CDC Study: Nurses, Physician Assistants More Likely to Provide Education in Chronic Disease Management than Doctors
Proper patient management of chronic diseases is increasingly important to the nation’s health care system, as the Baby Boom generation reaches the stage of life where such conditions are common. From diabetes, arthritis, and asthma to obesity, hypertension, and depression, the health care system is looking to train patients to take steps mapped out for them in discussions with their health care providers. A new study from the Centers for Disease Control and Prevention (CDC), however, finds that a minority of patients with chronic conditions receive education in managing their problems, and that some practitioners—nurses and physician assistants (PAs), in particular—are considerably more likely to provide such education than others.
“Disease self-management is an essential component of care for patients with most chronic conditions,” writes a team of researchers led by Tamara S. Ritsema, MPH, MMSc, PA-C. “Patients cannot perform daily self-management tasks if they have poor understanding of the disease process, medications used, or the practical tasks they need to accomplish to care for themselves. Health education is, therefore, a vital preventive element in the patient visit.”
The researchers examined five years of CDC data, accounting for more than 136,000 patients who had been diagnosed with asthma, chronic obstructive pulmonary disease (COPD), depression, diabetes, hyperlipidemia, hypertension, ischemic heart disease, or obesity. The records indicated whether the patients’ doctors, nurse practitioners (NPs), or PAs had provided education to the patients in the self-management of their conditions during each visit.

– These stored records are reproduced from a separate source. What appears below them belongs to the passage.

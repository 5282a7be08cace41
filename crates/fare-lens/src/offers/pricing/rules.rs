use super::config::PricingHeuristics;
use crate::offers::domain::Price;
use rust_decimal::prelude::ToPrimitive;
use rust_decimal::{Decimal, RoundingStrategy};
use serde::Serialize;
use tracing::{debug, warn};

/// Which branch of the base/fee resolution produced a breakdown.
#[derive(Debug, Clone, Copy, PartialEq, Eq, Serialize)]
#[serde(rename_all = "snake_case")]
pub enum SplitRule {
    ExplicitFees,
    QuotedBase,
    HeuristicSplit,
    BaseEqualsTotal,
}

#[derive(Debug, Clone, Copy, PartialEq, Eq)]
pub(crate) struct BaseFeeSplit {
    pub base: Decimal,
    pub fees: Decimal,
    pub rule: SplitRule,
}

/// Splits the total into base fare and fees. Whatever the branch, one side is
/// solved from the other so `base + fees == total` holds exactly.
pub(crate) fn split_base_and_fees(price: &Price, heuristics: &PricingHeuristics) -> BaseFeeSplit {
    let total = price.total;

    if !price.fees.is_empty() {
        let fee_sum: Decimal = price.fees.iter().map(|fee| fee.amount).sum();
        let quoted_inside_total = price
            .base
            .filter(|base| *base > Decimal::ZERO && *base < total);
        if fee_sum.is_zero() && quoted_inside_total.is_some() {
            debug!(%total, "fee list sums to zero, using the quoted base");
        } else {
            return explicit_fees(fee_sum, price.base, total);
        }
    }

    match price.base {
        Some(base) if base > Decimal::ZERO && base < total => BaseFeeSplit {
            base,
            fees: total - base,
            rule: SplitRule::QuotedBase,
        },
        None => heuristic_split(total, heuristics),
        Some(base) if base.is_zero() => heuristic_split(total, heuristics),
        Some(base) => {
            if base != total {
                warn!(%base, %total, "quoted base outside (0, total], treating total as base");
            }
            BaseFeeSplit {
                base: total,
                fees: Decimal::ZERO,
                rule: SplitRule::BaseEqualsTotal,
            }
        }
    }
}

fn explicit_fees(fee_sum: Decimal, quoted: Option<Decimal>, total: Decimal) -> BaseFeeSplit {
    let fees = if fee_sum > total {
        warn!(%fee_sum, %total, "fee list exceeds total, capping fees at total");
        total
    } else if fee_sum < Decimal::ZERO {
        warn!(%fee_sum, %total, "fee list sums below zero, treating fees as zero");
        Decimal::ZERO
    } else {
        fee_sum
    };
    let base = total - fees;
    if let Some(quoted) = quoted {
        if quoted != total && quoted != base {
            debug!(
                %quoted,
                %fee_sum,
                %total,
                "quoted base disagrees with fee list, solving base from fees"
            );
        }
    }
    BaseFeeSplit {
        base,
        fees,
        rule: SplitRule::ExplicitFees,
    }
}

fn heuristic_split(total: Decimal, heuristics: &PricingHeuristics) -> BaseFeeSplit {
    let base_share = Decimal::ONE - heuristics.fallback_fee_share;
    let base = (total * base_share).round_dp_with_strategy(2, RoundingStrategy::MidpointAwayFromZero);
    BaseFeeSplit {
        base,
        fees: total - base,
        rule: SplitRule::HeuristicSplit,
    }
}

/// `fees / total` as a whole percentage, half rounded up; zero for a zero total.
pub(crate) fn fees_percentage(fees: Decimal, total: Decimal) -> u32 {
    if total <= Decimal::ZERO {
        return 0;
    }

    let ratio = (fees / total * Decimal::ONE_HUNDRED)
        .round_dp_with_strategy(0, RoundingStrategy::MidpointAwayFromZero);
    ratio.to_u32().unwrap_or(0)
}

The researchers found that, “Health education was not routinely provided to patients with chronic conditions.” Across each of the studied conditions, fewer than 50 percent of patients received education in any given visit.
For some conditions, the likelihood that patients received education increased markedly if their visit was with an NP or a PA. For example, patients who needed education in stress management were nearly twice as likely to receive it if they visited an NP (41.1 percent) than a doctor (20.7 percent). Patients needing education in exercise were much more likely to get it from a PA (42.2 percent) than a doctor (17.6 percent) or an NP (26.9 percent).
The researchers hypothesize that the education gap could be related to providers’ training. “One potential explanation,” they write, “is that training programs for physician assistants and nurse practitioners may emphasize the provision of health education to patients more than training programs for physicians.” They also suggest that the differences could be the product of physicians delegating health education to other members of their practices in follow-up visits.